A gente faz planos para a vida, mas o destino às vezes disponibiliza rumos totalmente
diferentes dos idealizados, acabei não tendo condições para arcar com os
compromissos financeiros para entrar no curso logo no primeiro semestre. Assim,
na primeira semana do ano, procurei a secretaria acadêmica para solicitar a
manutenção da minha vaga para o segundo semestre, explicando todas as minhas
razões. As moças que me atenderam até foram simpáticas e me deram o prazo de 72
horas para uma resposta via e-mail. O tempo passou e nada. Eu ligava para pedir
algum posicionamento e nada. Fui à faculdade duas vezes e nada.

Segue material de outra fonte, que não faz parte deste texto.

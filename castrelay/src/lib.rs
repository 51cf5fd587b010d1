//! # castrelay
//!
//! The CastRelay playback engine.
//!
//! One [`StreamRelay`] drives one channel: it asks the scheduler for
//! tracks, pulls their bytes through a `castsource::TrackSource`, and
//! fans every chunk out to the attached [`Sink`]s, optionally splicing
//! ICY metadata blocks into the flow at a fixed cadence. Broken tracks
//! are skipped under the [`FailureRecoveryPolicy`] until the
//! consecutive-failure threshold ends the channel.
//!
//! Channel lifecycle (create/attach/stop/list) lives one level up in
//! `castchannel`; this crate only knows about a single running loop.

mod config;
pub mod icy;
mod recovery;
mod relay;
mod sink;
mod sinks;

pub use config::RelayConfig;
pub use icy::{IcyInterleaver, DEFAULT_METAINT};
pub use recovery::{FailureRecoveryPolicy, RecoveryVerdict};
pub use relay::{NowPlaying, RelayEnd, StreamRelay};
pub use sink::{Sink, SinkId, SinkMailbox, SinkSet, WriteError};
pub use sinks::{ChannelSink, CollectHandle, CollectSink, FileSink};
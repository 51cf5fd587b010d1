//! Types d'erreurs pour castchannel

use crate::channel::ChannelId;

/// Erreurs des opérations du registre de canaux
#[derive(Debug, thiserror::Error)]
pub enum Error {
    #[error("Channel not found: {0}")]
    ChannelNotFound(ChannelId),

    #[error(transparent)]
    Playlist(#[from] castplaylist::Error),
}

/// Type Result spécialisé pour castchannel
pub type Result<T> = std::result::Result<T, Error>;
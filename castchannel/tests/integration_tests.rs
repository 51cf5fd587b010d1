//! Integration tests for channel lifecycle and fan-out behavior.
//!
//! A channel starts streaming the moment it is created, so a sink
//! attached afterwards joins mid-stream at a chunk boundary. The
//! assertions below therefore check content against the periodic byte
//! pattern a looping playlist produces, instead of assuming delivery
//! starts at stream byte zero.

use castchannel::{ChannelRegistry, Error, RelayConfig};
use castplaylist::{OrderingPolicy, TrackDescriptor};
use castrelay::{ChannelSink, CollectSink};
use castsource::MemoryTrackSource;
use std::sync::Arc;
use std::time::Duration;

fn tracks(uris: &[&str]) -> Vec<TrackDescriptor> {
    uris.iter().map(|u| TrackDescriptor::new(*u)).collect()
}

/// Polls `cond` until it holds or five seconds pass.
async fn wait_until(what: &str, cond: impl Fn() -> bool) {
    tokio::time::timeout(Duration::from_secs(5), async {
        while !cond() {
            tokio::time::sleep(Duration::from_millis(5)).await;
        }
    })
    .await
    .unwrap_or_else(|_| panic!("timed out waiting for: {what}"));
}

fn contains_seq(haystack: &[u8], needle: &[u8]) -> bool {
    haystack.windows(needle.len()).any(|w| w == needle)
}

/// Drops everything before the first occurrence of `marker`, giving a
/// cycle-aligned view of a mid-stream capture.
fn aligned_at<'a>(bytes: &'a [u8], marker: &[u8]) -> &'a [u8] {
    let start = bytes
        .windows(marker.len())
        .position(|w| w == marker)
        .expect("cycle marker not found in captured stream");
    &bytes[start..]
}

fn raw_config() -> RelayConfig {
    RelayConfig::default().without_metadata()
}

#[tokio::test]
async fn test_create_rejects_empty_playlist() {
    let registry = ChannelRegistry::new(Arc::new(MemoryTrackSource::new()));
    let err = registry
        .create(vec![], OrderingPolicy::Sequential)
        .unwrap_err();
    assert!(matches!(
        err,
        Error::Playlist(castplaylist::Error::EmptyPlaylist)
    ));
    assert!(registry.list().is_empty());
}

#[tokio::test]
async fn test_sequential_delivery_wraps_across_cycles() {
    let source = Arc::new(
        MemoryTrackSource::new()
            .with_chunk_size(3)
            .with_track("a", &b"HELLO-"[..])
            .with_track("b", &b"WORLD!"[..]),
    );
    let registry = ChannelRegistry::with_default_config(source, raw_config());
    let id = registry
        .create(tracks(&["a", "b"]), OrderingPolicy::Sequential)
        .unwrap();

    let (sink, handle) = CollectSink::new();
    registry.attach(id, Box::new(sink)).unwrap();

    // Three cycles of capture are enough to contain the a→b→a wrap
    // regardless of where in the cycle the sink joined.
    wait_until("enough bytes delivered", || handle.len() >= 40).await;
    registry.stop(id).unwrap();

    assert!(contains_seq(&handle.bytes(), b"HELLO-WORLD!HELLO-"));
}

#[tokio::test]
async fn test_stop_is_idempotent() {
    let source = Arc::new(MemoryTrackSource::new().with_track("a", &b"A"[..]));
    let registry = ChannelRegistry::with_default_config(source, raw_config());
    let id = registry
        .create(tracks(&["a"]), OrderingPolicy::Sequential)
        .unwrap();

    assert_eq!(registry.list(), vec![id]);
    registry.stop(id).unwrap();
    assert!(registry.list().is_empty());

    assert!(matches!(registry.stop(id), Err(Error::ChannelNotFound(_))));
}

#[tokio::test]
async fn test_attach_after_stop_fails() {
    let source = Arc::new(MemoryTrackSource::new().with_track("a", &b"A"[..]));
    let registry = ChannelRegistry::with_default_config(source, raw_config());
    let id = registry
        .create(tracks(&["a"]), OrderingPolicy::Sequential)
        .unwrap();

    let (first, _handle) = CollectSink::new();
    let sink_id = registry.attach(id, Box::new(first)).unwrap();
    registry.stop(id).unwrap();

    let (second, _handle) = CollectSink::new();
    assert!(matches!(
        registry.attach(id, Box::new(second)),
        Err(Error::ChannelNotFound(_))
    ));

    // Detach stays a silent no-op, even on a dead channel.
    registry.detach(id, sink_id);
}

#[tokio::test]
async fn test_broken_tracks_are_skipped_below_threshold() {
    let source = Arc::new(
        MemoryTrackSource::new()
            .with_failure("bad1")
            .with_track("good1", &b"GOOD"[..])
            .with_failure("bad2")
            .with_track("good2", &b"MORE"[..]),
    );
    let registry = ChannelRegistry::with_default_config(source, raw_config());
    let id = registry
        .create(
            tracks(&["bad1", "good1", "bad2", "good2"]),
            OrderingPolicy::Sequential,
        )
        .unwrap();

    let (sink, handle) = CollectSink::new();
    registry.attach(id, Box::new(sink)).unwrap();

    // Broken tracks alternate with good ones, so the consecutive-failure
    // count never reaches the threshold and playable content keeps
    // looping as "GOODMORE".
    wait_until("good tracks delivered", || handle.len() >= 24).await;

    assert!(contains_seq(&handle.bytes(), b"GOODMOREGOOD"));
    assert_eq!(registry.list(), vec![id]);
    registry.stop(id).unwrap();
}

#[tokio::test]
async fn test_channel_terminates_when_every_track_fails() {
    let source = Arc::new(
        MemoryTrackSource::new()
            .with_failure("bad1")
            .with_failure("bad2")
            .with_failure("bad3"),
    );
    let registry = ChannelRegistry::with_default_config(source, raw_config());
    let id = registry
        .create(tracks(&["bad1", "bad2", "bad3"]), OrderingPolicy::Sequential)
        .unwrap();

    let (sink, mut rx) = ChannelSink::new(8);
    registry.attach(id, Box::new(sink)).unwrap();

    // The sink observes stream end (not an error frame) once the
    // consecutive-failure threshold — one attempt per track — is spent.
    let observed = tokio::time::timeout(Duration::from_secs(5), rx.recv())
        .await
        .expect("channel did not terminate in time");
    assert!(observed.is_none());

    wait_until("channel removed from registry", || {
        registry.list().is_empty()
    })
    .await;
    assert!(matches!(registry.stop(id), Err(Error::ChannelNotFound(_))));
}

#[tokio::test]
async fn test_dead_sink_does_not_disturb_the_survivor() {
    let cycle = b"HELLO-WORLD!";
    let source = Arc::new(
        MemoryTrackSource::new()
            .with_chunk_size(4)
            .with_track("a", &b"HELLO-"[..])
            .with_track("b", &b"WORLD!"[..]),
    );
    let registry = ChannelRegistry::with_default_config(source.clone(), raw_config());
    let compare_len = 60;

    // Control run: one undisturbed sink on its own channel.
    let control_id = registry
        .create(tracks(&["a", "b"]), OrderingPolicy::Sequential)
        .unwrap();
    let (control_sink, control) = CollectSink::new();
    registry.attach(control_id, Box::new(control_sink)).unwrap();

    // Experiment run: two sinks, one killed mid-stream.
    let id = registry
        .create(tracks(&["a", "b"]), OrderingPolicy::Sequential)
        .unwrap();
    let (doomed_sink, doomed) = CollectSink::new();
    let (survivor_sink, survivor) = CollectSink::new();
    registry.attach(id, Box::new(doomed_sink)).unwrap();
    registry.attach(id, Box::new(survivor_sink)).unwrap();

    wait_until("both sinks received data", || {
        doomed.len() >= 12 && survivor.len() >= 12
    })
    .await;
    doomed.kill();

    wait_until("survivor and control caught up", || {
        survivor.len() >= compare_len + 24 && control.len() >= compare_len + 24
    })
    .await;
    registry.stop(id).unwrap();
    registry.stop(control_id).unwrap();

    // Both captures joined mid-stream; align each to a cycle boundary and
    // the survivor must match the undisturbed control byte for byte.
    let survivor_bytes = survivor.bytes();
    let control_bytes = control.bytes();
    assert_eq!(
        aligned_at(&survivor_bytes, cycle)[..compare_len],
        aligned_at(&control_bytes, cycle)[..compare_len]
    );
}

#[tokio::test]
async fn test_now_playing_and_info() {
    let source = Arc::new(MemoryTrackSource::new().with_track("a", vec![0u8; 64 * 1024]));
    let registry = ChannelRegistry::with_default_config(source, raw_config());
    let id = registry
        .create(
            vec![TrackDescriptor::new("a").with_title("Only Track")],
            OrderingPolicy::Sequential,
        )
        .unwrap();

    wait_until("now playing published", || {
        matches!(registry.now_playing(id), Ok(Some(_)))
    })
    .await;

    let track = registry.now_playing(id).unwrap().unwrap();
    assert_eq!(track.uri, "a");

    let info = registry.info(id).unwrap();
    assert_eq!(info.id, id);
    assert_eq!(info.tracks, 1);
    assert_eq!(info.policy, OrderingPolicy::Sequential);
    assert_eq!(info.metaint, None);

    registry.stop(id).unwrap();
    assert!(matches!(
        registry.now_playing(id),
        Err(Error::ChannelNotFound(_))
    ));
}

#[tokio::test]
async fn test_icy_blocks_ride_in_band() {
    let metaint = 64;
    let source = Arc::new(
        MemoryTrackSource::new()
            .with_chunk_size(10)
            .with_track("a", vec![b'X'; 500]),
    );
    let registry = ChannelRegistry::new(source);
    let id = registry
        .create_with_config(
            vec![TrackDescriptor::new("a")
                .with_title("Song")
                .with_artist("Artist")],
            OrderingPolicy::Sequential,
            RelayConfig::default().with_metaint(metaint),
        )
        .unwrap();

    let (sink, handle) = CollectSink::new();
    registry.attach(id, Box::new(sink)).unwrap();
    assert_eq!(registry.info(id).unwrap().metaint, Some(metaint));

    wait_until("two metadata intervals captured", || {
        handle.len() >= 2 * metaint + 80
    })
    .await;
    registry.stop(id).unwrap();

    let bytes = handle.bytes();

    // Audio payload is all 'X'; the first other byte is the length
    // prefix of a metadata block, at most one interval into the capture.
    let first_block = bytes
        .iter()
        .position(|b| *b != b'X')
        .expect("no metadata block captured");
    assert!(first_block <= metaint);

    let length_byte = bytes[first_block] as usize;
    assert!(length_byte > 0);
    let block = &bytes[first_block + 1..first_block + 1 + length_byte * 16];
    let text = String::from_utf8_lossy(block);
    assert!(text.starts_with("StreamTitle='Song - Artist';"), "got: {text}");

    // The next block sits exactly one interval of audio further on.
    let second_block = first_block + 1 + length_byte * 16 + metaint;
    assert_eq!(bytes[second_block] as usize, length_byte);
}

#[tokio::test]
async fn test_dropping_the_registry_ends_its_channels() {
    let source = Arc::new(MemoryTrackSource::new().with_track("a", &b"AAAA"[..]));
    let registry = ChannelRegistry::with_default_config(source, raw_config());
    let id = registry
        .create(tracks(&["a"]), OrderingPolicy::Sequential)
        .unwrap();

    let (sink, mut rx) = ChannelSink::new(8);
    registry.attach(id, Box::new(sink)).unwrap();

    // Drain a little to prove the channel is live, then drop the registry.
    let first = tokio::time::timeout(Duration::from_secs(5), rx.recv())
        .await
        .expect("no data before drop");
    assert!(first.is_some());

    drop(registry);

    // The relay observes the cancellation and releases the sink.
    let end = tokio::time::timeout(Duration::from_secs(5), async {
        while rx.recv().await.is_some() {}
    })
    .await;
    assert!(end.is_ok(), "sink never observed stream end");
}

Passaram-se
duas semanas e a única resposta que obtive é que meu requerimento estava sendo
analisado. E mais nada.
Com
a proximidade do início das aulas próximas e a falta de qualquer parecer, decidi
cancelar minha matrícula. Foi algo dolorido, contudo o mais racional. Pedi
outro requerimento e fui ao setor financeiro. Quando entreguei o papel, o
funcionário sequer me perguntou o motivo pelo qual eu pedia o meu desligamento
prematuro. Explicou-me os procedimentos com naturalidade e, no prazo
estabelecido, enviou-me um e-mail comunicando que o meu reembolso já estava
disponível.
O
cubículo da funcionária ficou vago e eu me aproximei, explicando que estava lá
para pegar a devolução da matrícula. A moça perguntou meu nome, enquanto
procurava em um classificador repleto de cheques. Eu ainda brinquei que o setor
financeiro estava mais rápido que o setor acadêmico. Ela me respondeu com um
sorriso amarelo e disse que sentia muito, mas não podia fazer nada. Pelo menos recebi
mais simpatia que o rapaz para quem fui perguntar se quem passava em primeiro
lugar tinha algum desconto e ele me respondeu que o máximo que poderiam me dar
era parabéns, além do chá de cadeira antes de me receber.
Não
estava esperando ser tratada com pompas e circunstâncias nem muito menos
bajulada como uma dama da nobreza, mas, o tratamento que recebi foi totalmente
oposto a tudo o que já vi sobre a melhor forma de lidar com um cliente. Afinal,
não estavam fazendo nenhum favor para mim e nem para qualquer aluno que fosse. Com
toda propaganda ostensiva do FIES – inclusive no boleto das mensalidades – a instituição
demonstra total desinteresse em manter os alunos. Afinal, enquanto o curso é
muito bem pago pelo dinheiro público, uma fila de estudantes está ávida a se
endividar por mais de 20 anos, sonhando com a sessão de fotos do convite, a
festa de arromba e o canudo mágico que abrirá milagrosamente todas as portas de
emprego. Os alunos de certas instituições de nível superior viraram material
descartável.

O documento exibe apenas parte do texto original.